Faculty support high school students taking college classes on campus or online taught by our faculty
We made it clear that we support Concurrent Enrollment and Middle College–two opportunities for high school students to earn credit for college coursework–because they both require students to join regular, adult college students on campus, online, or at open-enrollment satellite campuses staffed by our faculty. Everyone benefits. First, the high-school-age students, who feel ready to move beyond not only high school curriculum but also culture, benefit because they get to have an authentic college experience in classes pitched for adults, alongside more mature classmates. The adult students benefit from the presence of these younger students who tend to be highly motivated to learn. The professors benefit from these mixed classes because they may continue designing instruction for adults while also enjoying the perspectives these students bring to discussions.
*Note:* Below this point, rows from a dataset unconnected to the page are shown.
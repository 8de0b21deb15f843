//! Typed entity categories tracked by filing change tables.
//!
//! Each category declares a fixed list of comparable sections; the table's
//! diff walks that list and nothing else, so the tag computation is identical
//! across categories.

pub mod address;
pub mod office;
pub mod party;
pub mod share;

pub use address::{Address, AddressBlock};
pub use office::{Office, OfficeType};
pub use party::{Party, PartyName, PartyRole, PartyType, RoleClass, RoleType};
pub use share::{ShareClass, ShareSeries};

use serde::Serialize;

use crate::types::Section;

/// An entity that can live in an `EntityChangeTable`.
///
/// `section_eq` must be a pure deep comparison of the named section; the
/// table relies on it being order-independent and side-effect free.
pub trait TableEntity: Clone + PartialEq + Serialize {
    /// The fixed, ordered list of sections compared when computing tags.
    const SECTIONS: &'static [Section];

    /// Deep equality for one section. Sections not in `SECTIONS` are never
    /// passed in.
    fn section_eq(&self, other: &Self, section: Section) -> bool;

    /// Structural emptiness — the guard that turns `add_new`/`apply_edit`
    /// into silent no-ops. Not field validation; that is a collaborator's
    /// job upstream.
    fn is_empty(&self) -> bool;
}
The college benefits by increasing enrollment as well as increasing the likelihood these students will continue once they’re done with high school rather than taking their units elsewhere when they apply to transfer.
We argued that Dual Enrollment, on the other hand, only offers a nominal college experience–and one that effectively cancels out the authentic one they could have, thus depriving them of learning at both the high school and college levels. Especially, as the data show Dual Enrollment is underutilized by lower-income students of color, how, we asked, does it serve equity?
Who will teach dual enrollment classes at high schools if program is expanded widely
At the meeting, we raised the question of who ultimately will teach these classes if the program is allowed to expand to as many as 16 feeder schools. A legion of DE-dedicated adjuncts? High school teachers with minimum qualifications? Any of us? When asked whether divisions, departments, or individual faculty could opt out, Trustee Pimentel asserted that the District would maintain the right of assignment. This means that any of us might find ourselves teaching in high school no matter what we were trained for or chose for our careers. Overall, he seemed less interested in discussing the issues that we were raising about the nature of the program – the pedagogical and philosophical concerns – than negotiating practical questions like mileage pay for faculty.
At the conclusion of the meeting, Trustee Pimentel acknowledged that the meeting had made him think “more deeply” about DE than he had before and he thanked us for our time. Katharine, who’d been facilitating, asked if based on the discussion, he’d “put the brakes on it.” He replied, “No, I still see it as a net benefit for everyone.” In other words, “It’s here.” This time for real.